### Records for the exercise
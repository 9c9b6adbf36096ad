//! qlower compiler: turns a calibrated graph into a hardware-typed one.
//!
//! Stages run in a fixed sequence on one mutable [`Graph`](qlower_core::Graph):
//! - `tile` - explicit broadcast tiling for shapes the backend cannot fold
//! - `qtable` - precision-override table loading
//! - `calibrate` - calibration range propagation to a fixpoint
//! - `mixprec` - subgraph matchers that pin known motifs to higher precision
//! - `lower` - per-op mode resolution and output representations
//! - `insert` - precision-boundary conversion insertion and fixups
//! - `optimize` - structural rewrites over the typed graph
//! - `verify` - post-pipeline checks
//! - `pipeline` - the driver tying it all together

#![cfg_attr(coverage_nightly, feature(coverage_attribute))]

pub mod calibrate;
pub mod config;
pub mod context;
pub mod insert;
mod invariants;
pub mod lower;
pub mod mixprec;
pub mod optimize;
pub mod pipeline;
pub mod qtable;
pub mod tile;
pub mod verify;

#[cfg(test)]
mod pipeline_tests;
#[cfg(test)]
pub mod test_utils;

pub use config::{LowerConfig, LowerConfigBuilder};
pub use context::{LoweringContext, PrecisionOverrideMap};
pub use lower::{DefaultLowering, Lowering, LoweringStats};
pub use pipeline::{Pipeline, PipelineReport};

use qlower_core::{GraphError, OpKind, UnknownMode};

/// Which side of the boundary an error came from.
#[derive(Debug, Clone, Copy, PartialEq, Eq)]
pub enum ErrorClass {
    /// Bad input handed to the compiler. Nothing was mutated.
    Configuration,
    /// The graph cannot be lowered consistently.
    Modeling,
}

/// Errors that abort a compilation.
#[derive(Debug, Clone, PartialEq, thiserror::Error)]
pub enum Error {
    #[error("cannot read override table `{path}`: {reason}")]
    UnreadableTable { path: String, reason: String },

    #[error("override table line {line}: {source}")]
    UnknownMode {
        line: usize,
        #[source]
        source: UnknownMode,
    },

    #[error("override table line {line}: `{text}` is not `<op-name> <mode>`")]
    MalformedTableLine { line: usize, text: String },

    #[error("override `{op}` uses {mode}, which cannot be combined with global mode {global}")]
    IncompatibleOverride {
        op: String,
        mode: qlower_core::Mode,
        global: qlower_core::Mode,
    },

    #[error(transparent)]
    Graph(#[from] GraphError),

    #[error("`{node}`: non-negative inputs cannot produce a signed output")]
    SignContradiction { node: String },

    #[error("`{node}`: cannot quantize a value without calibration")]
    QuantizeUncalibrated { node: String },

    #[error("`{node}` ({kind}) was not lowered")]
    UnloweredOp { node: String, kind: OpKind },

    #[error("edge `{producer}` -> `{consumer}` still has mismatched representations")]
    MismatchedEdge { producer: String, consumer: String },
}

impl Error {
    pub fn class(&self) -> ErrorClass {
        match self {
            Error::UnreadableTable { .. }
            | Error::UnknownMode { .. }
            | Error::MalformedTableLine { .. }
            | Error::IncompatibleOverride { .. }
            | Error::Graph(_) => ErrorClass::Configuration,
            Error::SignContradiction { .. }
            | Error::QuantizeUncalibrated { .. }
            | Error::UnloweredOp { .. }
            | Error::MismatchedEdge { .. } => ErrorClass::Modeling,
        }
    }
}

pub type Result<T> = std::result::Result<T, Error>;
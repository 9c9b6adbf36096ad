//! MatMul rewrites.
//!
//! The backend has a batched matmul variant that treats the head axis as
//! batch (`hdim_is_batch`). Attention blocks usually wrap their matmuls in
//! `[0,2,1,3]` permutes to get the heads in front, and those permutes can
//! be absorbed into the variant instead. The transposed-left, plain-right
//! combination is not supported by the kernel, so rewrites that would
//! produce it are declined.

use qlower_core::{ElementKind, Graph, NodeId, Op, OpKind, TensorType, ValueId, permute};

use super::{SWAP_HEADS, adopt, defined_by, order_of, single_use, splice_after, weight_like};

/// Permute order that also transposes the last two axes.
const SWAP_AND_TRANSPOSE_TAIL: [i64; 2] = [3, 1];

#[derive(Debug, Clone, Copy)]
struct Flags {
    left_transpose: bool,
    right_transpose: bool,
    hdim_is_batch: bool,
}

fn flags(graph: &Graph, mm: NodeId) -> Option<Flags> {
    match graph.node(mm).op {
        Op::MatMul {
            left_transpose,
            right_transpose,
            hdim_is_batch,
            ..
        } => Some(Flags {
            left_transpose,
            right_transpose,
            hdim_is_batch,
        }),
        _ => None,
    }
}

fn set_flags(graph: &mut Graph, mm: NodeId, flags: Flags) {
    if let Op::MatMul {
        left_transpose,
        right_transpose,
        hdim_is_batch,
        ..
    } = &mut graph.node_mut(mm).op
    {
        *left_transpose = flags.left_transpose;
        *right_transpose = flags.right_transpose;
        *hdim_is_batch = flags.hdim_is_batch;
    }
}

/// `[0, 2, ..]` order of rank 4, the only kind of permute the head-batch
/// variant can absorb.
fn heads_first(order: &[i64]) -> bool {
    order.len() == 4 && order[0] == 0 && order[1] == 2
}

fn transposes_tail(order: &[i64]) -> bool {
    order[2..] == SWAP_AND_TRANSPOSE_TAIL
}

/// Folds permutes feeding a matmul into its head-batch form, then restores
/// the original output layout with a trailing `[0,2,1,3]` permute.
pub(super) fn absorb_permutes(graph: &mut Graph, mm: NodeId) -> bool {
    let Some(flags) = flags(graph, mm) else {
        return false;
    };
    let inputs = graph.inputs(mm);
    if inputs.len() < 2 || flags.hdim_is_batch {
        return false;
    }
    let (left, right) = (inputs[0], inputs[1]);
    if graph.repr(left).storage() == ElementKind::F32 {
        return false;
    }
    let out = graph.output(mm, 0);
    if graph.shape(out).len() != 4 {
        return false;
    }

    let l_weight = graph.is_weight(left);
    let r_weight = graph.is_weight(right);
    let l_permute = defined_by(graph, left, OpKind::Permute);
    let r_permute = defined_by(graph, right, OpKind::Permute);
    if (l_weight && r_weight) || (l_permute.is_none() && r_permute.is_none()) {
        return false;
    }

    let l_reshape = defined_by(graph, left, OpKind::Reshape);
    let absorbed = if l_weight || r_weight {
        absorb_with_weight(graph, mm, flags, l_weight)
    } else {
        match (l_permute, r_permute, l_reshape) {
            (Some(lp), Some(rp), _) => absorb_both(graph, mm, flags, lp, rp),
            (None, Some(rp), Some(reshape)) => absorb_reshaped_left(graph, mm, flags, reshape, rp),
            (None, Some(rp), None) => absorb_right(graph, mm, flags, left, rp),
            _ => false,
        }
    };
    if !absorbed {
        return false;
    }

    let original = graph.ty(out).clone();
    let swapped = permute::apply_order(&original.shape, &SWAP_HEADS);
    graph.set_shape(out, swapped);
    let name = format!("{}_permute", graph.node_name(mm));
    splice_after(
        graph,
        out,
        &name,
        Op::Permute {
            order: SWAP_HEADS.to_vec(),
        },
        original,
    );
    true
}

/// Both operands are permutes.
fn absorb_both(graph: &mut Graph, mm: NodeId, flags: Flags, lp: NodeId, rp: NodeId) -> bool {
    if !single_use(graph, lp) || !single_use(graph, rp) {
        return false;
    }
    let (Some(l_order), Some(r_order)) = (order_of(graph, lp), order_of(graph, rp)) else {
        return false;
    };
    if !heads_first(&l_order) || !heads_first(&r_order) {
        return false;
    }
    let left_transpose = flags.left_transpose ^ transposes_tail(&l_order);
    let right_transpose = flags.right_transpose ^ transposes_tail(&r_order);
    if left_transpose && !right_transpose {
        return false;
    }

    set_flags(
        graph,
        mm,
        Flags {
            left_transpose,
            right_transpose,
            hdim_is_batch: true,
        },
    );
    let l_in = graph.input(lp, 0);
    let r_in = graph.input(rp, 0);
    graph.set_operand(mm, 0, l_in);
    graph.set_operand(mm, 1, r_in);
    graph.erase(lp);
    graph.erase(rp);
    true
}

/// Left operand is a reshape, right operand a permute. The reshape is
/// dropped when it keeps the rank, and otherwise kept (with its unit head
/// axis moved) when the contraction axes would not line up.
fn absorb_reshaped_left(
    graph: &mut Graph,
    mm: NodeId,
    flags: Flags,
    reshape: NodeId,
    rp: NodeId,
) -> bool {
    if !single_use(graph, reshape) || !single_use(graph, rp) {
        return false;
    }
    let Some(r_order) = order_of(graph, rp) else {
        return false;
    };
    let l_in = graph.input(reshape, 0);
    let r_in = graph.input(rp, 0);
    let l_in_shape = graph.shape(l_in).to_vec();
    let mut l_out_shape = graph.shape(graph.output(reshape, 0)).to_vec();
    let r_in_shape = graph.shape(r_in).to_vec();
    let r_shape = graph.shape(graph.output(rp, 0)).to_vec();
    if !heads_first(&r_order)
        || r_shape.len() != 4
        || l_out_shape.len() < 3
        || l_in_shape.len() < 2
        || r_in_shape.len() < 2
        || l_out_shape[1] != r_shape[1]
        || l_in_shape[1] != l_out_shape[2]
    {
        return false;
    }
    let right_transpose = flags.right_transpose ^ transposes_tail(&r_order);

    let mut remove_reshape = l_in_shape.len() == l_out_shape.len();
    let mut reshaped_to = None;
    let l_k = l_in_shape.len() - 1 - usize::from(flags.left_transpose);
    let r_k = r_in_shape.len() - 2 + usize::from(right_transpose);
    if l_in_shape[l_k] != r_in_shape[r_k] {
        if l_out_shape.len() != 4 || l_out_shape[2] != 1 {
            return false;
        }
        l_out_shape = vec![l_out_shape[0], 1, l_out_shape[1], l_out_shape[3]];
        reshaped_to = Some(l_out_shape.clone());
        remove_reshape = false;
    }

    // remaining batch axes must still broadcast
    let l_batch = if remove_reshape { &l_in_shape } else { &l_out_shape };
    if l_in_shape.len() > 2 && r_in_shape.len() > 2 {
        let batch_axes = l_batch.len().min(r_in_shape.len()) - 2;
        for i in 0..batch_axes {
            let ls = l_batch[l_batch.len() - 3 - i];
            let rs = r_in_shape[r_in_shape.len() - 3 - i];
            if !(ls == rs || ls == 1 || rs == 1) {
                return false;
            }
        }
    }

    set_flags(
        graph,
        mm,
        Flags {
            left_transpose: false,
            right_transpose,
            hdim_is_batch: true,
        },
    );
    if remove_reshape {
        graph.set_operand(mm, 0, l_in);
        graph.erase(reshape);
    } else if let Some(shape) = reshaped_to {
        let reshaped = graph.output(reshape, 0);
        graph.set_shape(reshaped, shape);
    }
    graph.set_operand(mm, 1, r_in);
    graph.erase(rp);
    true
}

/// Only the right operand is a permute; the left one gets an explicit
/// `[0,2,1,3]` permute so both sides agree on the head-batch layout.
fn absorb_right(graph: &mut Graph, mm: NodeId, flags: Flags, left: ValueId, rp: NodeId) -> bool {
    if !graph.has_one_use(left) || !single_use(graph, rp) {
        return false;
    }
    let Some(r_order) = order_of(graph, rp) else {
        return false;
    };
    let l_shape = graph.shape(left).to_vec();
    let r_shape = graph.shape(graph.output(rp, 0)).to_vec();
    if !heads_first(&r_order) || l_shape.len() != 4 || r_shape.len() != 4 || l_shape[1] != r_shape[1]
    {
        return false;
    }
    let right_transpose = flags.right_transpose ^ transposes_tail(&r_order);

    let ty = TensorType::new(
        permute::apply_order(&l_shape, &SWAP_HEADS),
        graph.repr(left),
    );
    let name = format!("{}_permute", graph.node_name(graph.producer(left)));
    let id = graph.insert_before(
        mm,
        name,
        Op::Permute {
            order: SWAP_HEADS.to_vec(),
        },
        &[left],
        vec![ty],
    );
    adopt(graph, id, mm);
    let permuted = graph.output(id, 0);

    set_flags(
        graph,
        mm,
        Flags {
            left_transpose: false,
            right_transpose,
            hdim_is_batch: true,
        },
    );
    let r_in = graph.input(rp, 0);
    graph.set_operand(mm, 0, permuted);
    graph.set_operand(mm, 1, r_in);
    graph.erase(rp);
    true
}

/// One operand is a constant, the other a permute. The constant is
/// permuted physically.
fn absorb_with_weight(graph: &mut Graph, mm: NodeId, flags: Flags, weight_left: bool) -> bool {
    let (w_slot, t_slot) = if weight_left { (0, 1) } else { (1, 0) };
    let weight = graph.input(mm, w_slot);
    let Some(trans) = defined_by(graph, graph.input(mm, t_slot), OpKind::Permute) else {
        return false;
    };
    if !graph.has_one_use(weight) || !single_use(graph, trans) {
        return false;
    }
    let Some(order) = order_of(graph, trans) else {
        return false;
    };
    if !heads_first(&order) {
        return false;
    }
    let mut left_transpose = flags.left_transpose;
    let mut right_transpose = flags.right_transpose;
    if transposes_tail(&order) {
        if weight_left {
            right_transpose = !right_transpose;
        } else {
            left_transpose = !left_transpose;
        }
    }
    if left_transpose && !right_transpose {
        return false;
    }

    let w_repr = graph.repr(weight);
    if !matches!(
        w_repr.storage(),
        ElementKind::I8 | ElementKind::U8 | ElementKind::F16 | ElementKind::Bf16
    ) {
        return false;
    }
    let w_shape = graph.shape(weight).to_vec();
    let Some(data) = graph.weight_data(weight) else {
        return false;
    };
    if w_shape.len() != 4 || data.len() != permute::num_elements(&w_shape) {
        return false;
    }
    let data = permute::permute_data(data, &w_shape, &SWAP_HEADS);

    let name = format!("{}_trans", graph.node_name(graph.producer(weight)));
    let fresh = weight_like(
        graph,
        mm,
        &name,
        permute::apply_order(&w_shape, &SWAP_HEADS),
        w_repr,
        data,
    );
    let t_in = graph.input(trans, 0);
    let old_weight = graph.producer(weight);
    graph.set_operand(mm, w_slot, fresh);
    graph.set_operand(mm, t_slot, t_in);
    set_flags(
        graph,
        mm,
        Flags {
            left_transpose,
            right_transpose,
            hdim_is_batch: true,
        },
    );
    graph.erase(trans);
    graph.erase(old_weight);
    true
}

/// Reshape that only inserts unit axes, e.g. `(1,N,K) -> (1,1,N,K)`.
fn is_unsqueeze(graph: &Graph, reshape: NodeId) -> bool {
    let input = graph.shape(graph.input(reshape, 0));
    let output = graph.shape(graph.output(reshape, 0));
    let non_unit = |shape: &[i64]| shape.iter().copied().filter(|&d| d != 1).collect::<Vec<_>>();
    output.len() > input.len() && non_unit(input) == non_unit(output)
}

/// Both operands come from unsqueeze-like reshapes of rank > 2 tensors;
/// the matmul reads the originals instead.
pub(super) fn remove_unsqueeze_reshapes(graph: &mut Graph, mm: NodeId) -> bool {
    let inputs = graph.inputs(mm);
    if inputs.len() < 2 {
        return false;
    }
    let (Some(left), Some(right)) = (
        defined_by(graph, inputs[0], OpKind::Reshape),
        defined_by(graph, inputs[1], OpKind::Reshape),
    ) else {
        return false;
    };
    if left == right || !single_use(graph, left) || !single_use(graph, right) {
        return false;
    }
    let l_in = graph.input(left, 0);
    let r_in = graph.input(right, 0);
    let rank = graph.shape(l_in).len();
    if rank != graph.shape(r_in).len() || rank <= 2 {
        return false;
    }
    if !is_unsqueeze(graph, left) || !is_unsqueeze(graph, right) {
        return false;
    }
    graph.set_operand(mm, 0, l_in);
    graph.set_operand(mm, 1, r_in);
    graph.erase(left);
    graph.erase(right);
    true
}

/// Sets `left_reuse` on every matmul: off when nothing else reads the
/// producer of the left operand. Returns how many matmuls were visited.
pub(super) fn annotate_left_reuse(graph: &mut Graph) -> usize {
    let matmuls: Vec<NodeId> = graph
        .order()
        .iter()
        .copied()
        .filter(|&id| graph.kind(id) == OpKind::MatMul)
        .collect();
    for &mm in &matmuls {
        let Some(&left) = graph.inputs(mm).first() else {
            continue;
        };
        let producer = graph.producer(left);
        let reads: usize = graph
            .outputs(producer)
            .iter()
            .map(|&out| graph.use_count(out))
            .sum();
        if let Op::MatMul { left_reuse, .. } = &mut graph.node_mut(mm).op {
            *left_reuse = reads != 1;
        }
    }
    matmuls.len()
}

### Problem statement
Every line in the records above with the string "compiler" in it should be shown.

### Task solution
//! qlower compiler: turns a calibrated graph into a hardware-typed one.
    /// Bad input handed to the compiler. Nothing was mutated.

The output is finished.